In een andere serie, Last night belongs to no one (2006), richtte Adriaans zich op interieurs die lang niet altijd door een professionele ontwerper zijn uitgedacht. Hij toont verlaten discotheken, coffeeshops, hotellobbies en restaurants. Ook hier ontstaat een beeld van wat de bedenker chique achtte, decoratief, of gezellig. De decoratie is vaak snel uitgevoerd in goedkope materialen als fineer, tapijt en plastic, materialen die Adriaans haast tastbaar maakt. Wie kijkt naar zijn foto’s wordt zich sterk bewust van de textuur van de objecten. Dat doet hij mede door in de ruimtes die hij fotografeert regelmatig iets aan te passen aan de objecten ter plekke. Hij verschuift ze, stelt ze net anders op, of voegt iets toe. Op The executive’s teeth are slightly stained (2007) bijvoorbeeld, uit de serie met kantoorruimtes, zou het goed kunnen dat Adriaans het gladde, glanzende van de hal heeft versterkt door folie op de grond te leggen. Hij past de ruimtes hier en daar aan, simpelweg om een mooie foto te kunnen maken. Zo arrangeerde hij bijvoorbeeld een stoel en kleed uit de ruimte zodanig dat er een evenwichtig beeld ontstond, met de juiste tint en textuur op de juiste plek. Door kleine ingrepen manipuleert hij de ruimtes tot prachtige staaltjes compositie en kleur.

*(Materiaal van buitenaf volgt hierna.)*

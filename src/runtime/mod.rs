//! Identity of the toolchain that compiled this binary.
//!
//! Rust has no runtime property for its own version, so `build.rs` captures
//! the `rustc -V` line and the target triple at build time. This module turns
//! those raw facts into a [`RuntimeInfo`], falling back to
//! [`UNKNOWN`](crate::versioning::UNKNOWN) for anything missing.

use thiserror::Error;

use crate::versioning::{OFFICIAL_VENDOR, UNKNOWN};

const BUILD_RUSTC_VERSION: Option<&str> = option_env!("HELLO_RUSTC_VERSION");
const BUILD_TARGET: Option<&str> = option_env!("HELLO_TARGET");

#[derive(Debug, Error, PartialEq, Eq)]
pub enum ProbeError {
    #[error("not a rustc version line: {0:?}")]
    NotRustc(String),
    #[error("rustc version line has no release: {0:?}")]
    MissingRelease(String),
}

#[derive(Debug, Clone, PartialEq, Eq)]
pub struct RustcVersion {
    pub release: String,
    pub commit: Option<String>,
    pub description: Option<String>,
}

impl RustcVersion {
    pub fn vendor(&self) -> Option<&str> {
        match (&self.description, &self.commit) {
            (Some(desc), _) => Some(desc.as_str()),
            (None, Some(_)) => Some(OFFICIAL_VENDOR),
            (None, None) => None,
        }
    }
}

#[derive(Debug, Clone, PartialEq, Eq)]
pub struct RuntimeInfo {
    pub version: String,
    pub vendor: String,
    pub target: String,
}

impl RuntimeInfo {
    /// Values captured when this crate was compiled.
    pub fn detect() -> Self {
        Self::from_probe(BUILD_RUSTC_VERSION, BUILD_TARGET)
    }

    pub fn from_probe(version_line: Option<&str>, target: Option<&str>) -> Self {
        let (version, vendor) = match non_empty(version_line).map(parse_rustc_version) {
            Some(Ok(parsed)) => {
                let vendor = parsed.vendor().map(str::to_string);
                (Some(parsed.release), vendor)
            }
            Some(Err(err)) => {
                tracing::warn!(error = %err, "ignoring unparsable rustc version");
                (None, None)
            }
            None => {
                tracing::debug!("no rustc version captured at build time");
                (None, None)
            }
        };

        Self {
            version: version.unwrap_or_else(|| UNKNOWN.to_string()),
            vendor: vendor.unwrap_or_else(|| UNKNOWN.to_string()),
            target: non_empty(target).unwrap_or(UNKNOWN).to_string(),
        }
    }
}

/// Parses the output of `rustc -V`, e.g.
/// `rustc 1.80.0 (051478957 2024-07-21) (Homebrew)`.
pub fn parse_rustc_version(line: &str) -> Result<RustcVersion, ProbeError> {
    let line = line.trim();
    let rest = line
        .strip_prefix("rustc ")
        .ok_or_else(|| ProbeError::NotRustc(line.to_string()))?;

    let rest = rest.trim_start();
    let (release, tail) = match rest.find(char::is_whitespace) {
        Some(idx) => (&rest[..idx], &rest[idx..]),
        None => (rest, ""),
    };
    if release.is_empty() || release.starts_with('(') {
        return Err(ProbeError::MissingRelease(line.to_string()));
    }

    let mut groups = paren_groups(tail).into_iter();
    Ok(RustcVersion {
        release: release.to_string(),
        commit: groups.next(),
        description: groups.next(),
    })
}

// Top-level `( ... )` groups, nesting respected, empty groups dropped.
fn paren_groups(s: &str) -> Vec<String> {
    let mut groups = Vec::new();
    let mut depth = 0usize;
    let mut current = String::new();
    for ch in s.chars() {
        match ch {
            '(' => {
                if depth > 0 {
                    current.push(ch);
                }
                depth += 1;
            }
            ')' if depth > 0 => {
                depth -= 1;
                if depth == 0 {
                    let group = current.trim();
                    if !group.is_empty() {
                        groups.push(group.to_string());
                    }
                    current.clear();
                } else {
                    current.push(ch);
                }
            }
            _ if depth > 0 => current.push(ch),
            _ => {}
        }
    }
    groups
}

fn non_empty(value: Option<&str>) -> Option<&str> {
    value.map(str::trim).filter(|v| !v.is_empty())
}

#[cfg(test)]
mod tests {
    use super::*;

    #[test]
    fn nested_groups_stay_whole() {
        assert_eq!(
            paren_groups(" (abc 2024-01-01) (built (locally))"),
            vec!["abc 2024-01-01".to_string(), "built (locally)".to_string()]
        );
    }

    #[test]
    fn blank_probe_values_fall_back() {
        let info = RuntimeInfo::from_probe(Some("  "), Some(""));
        assert_eq!(info.version, UNKNOWN);
        assert_eq!(info.vendor, UNKNOWN);
        assert_eq!(info.target, UNKNOWN);
    }
}
// This Source Code Form is subject to the terms of the Mozilla Public
// License, v. 2.0. If a copy of the MPL was not distributed with this
// file, You can obtain one at https://mozilla.org/MPL/2.0/.

//! The mailbox manager: named, typed message queues with wait/wake.
//!
//! Descriptors live in an arena and are found by their namespaced target
//! name; handles are stable integers naming a descriptor plus per-reader
//! state. Tasks hold handles, descriptors hold waiter handles, and nothing
//! holds a back-pointer, so teardown in any order is safe.
//!
//! The manager itself never blocks anybody: operations that cannot complete
//! return a status, and the *executive* decides whether to park the calling
//! task. Ops that can ready a blocked task return the affected waiters as
//! [`Waker`] values for the executive to act on, which keeps the
//! manager/scheduler boundary one-directional.
//!
//! Delivery modes per descriptor:
//!
//! - **single-reader** (empty mode mask): a FIFO of capacity N. A full queue
//!   refuses the send (`WouldBlock`), or with `DROP_OLDEST` evicts the
//!   oldest and reports `Overrun`.
//! - **fan-out** (`FAN_OUT`): each message is retained until every
//!   registered reader's acknowledged sequence has passed it; a bounded
//!   retention buffer evicts the oldest (with `mailbox_overrun`) when a
//!   lagging reader would otherwise pin unbounded memory.
//! - **tap** (`TAP` admitted): best-effort observers with private bounded
//!   buffers; a full tap drops and emits `mailbox_overrun`, and can never
//!   delay the sender.

use std::collections::{HashMap, VecDeque};

use hsx_abi::{Code, EventKind, HandleId, MailboxMode, OpenFlags, Pid, Timestamp};
use ringq::RingQ;

use crate::events::EventBus;

/// Target namespaces, by name prefix.
#[derive(Copy, Clone, Debug, Eq, PartialEq)]
pub enum Namespace {
    /// `svc:` -- owned by a system service; persists for the runtime's life.
    Svc,
    /// `pid:` -- private to one task; collected when its last handle closes.
    Task,
    /// `app:` -- application-scoped; persists across task restarts.
    App,
    /// `shared:` -- global.
    Shared,
}

fn parse_namespace(target: &str) -> Option<Namespace> {
    let prefix = target.split_once(':')?.0;
    match prefix {
        "svc" => Some(Namespace::Svc),
        "pid" => Some(Namespace::Task),
        "app" => Some(Namespace::App),
        "shared" => Some(Namespace::Shared),
        _ => None,
    }
}

/// One queued message.
#[derive(Clone, Debug, Eq, PartialEq)]
pub struct Message {
    /// Per-descriptor send sequence, starting at 1.
    pub seq: u64,
    pub sender: Pid,
    pub ts: Timestamp,
    pub bytes: Vec<u8>,
}

#[derive(Debug)]
struct Descriptor {
    name: String,
    namespace: Namespace,
    mode: MailboxMode,
    /// Declared queue capacity (single-reader bound; fan-out descriptors
    /// are additionally bounded by the retention cap).
    capacity: usize,
    owner: Option<Pid>,
    queue: RingQ<Message>,
    /// Next send sequence to assign.
    next_seq: u64,
    /// Fan-out readers in registration order.
    readers: Vec<HandleId>,
    /// Blocked receivers, oldest first.
    waiters: VecDeque<HandleId>,
    taps: Vec<HandleId>,
    max_depth: usize,
    handle_count: usize,
}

Wie zich nu wat bedonderd voelt door Adriaans subtiele ingrepen in zijn onderwerpen staat nog erger te wachten. Op enkele foto’s in Galerie Van Kranendonk zien we ruimtes die zodanig gemanipuleerd zijn dat ze de status van ‘installatie’ verkrijgen. Ook in zijn installaties toont de kunstenaar interesse in een samenspel tussen de bestaande elementen van de ruimte en het overdrijven of manipuleren van die elementen met materialen als plasic folie en vellen papier. Voor wie niet weet welke foto een registratie van een installatie is en welke een foto is van een ‘authentieke’, zo bestaande ruimte, is het moeilijk onderscheiden wat wat is. Er ontstaat een aangename verwarring over wat hier nou eigenlijk onder de noemer ‘kunst’ hoort te vallen en wat niet. Voor de beleving van de foto’s maakt dat dan ook helemaal niet uit.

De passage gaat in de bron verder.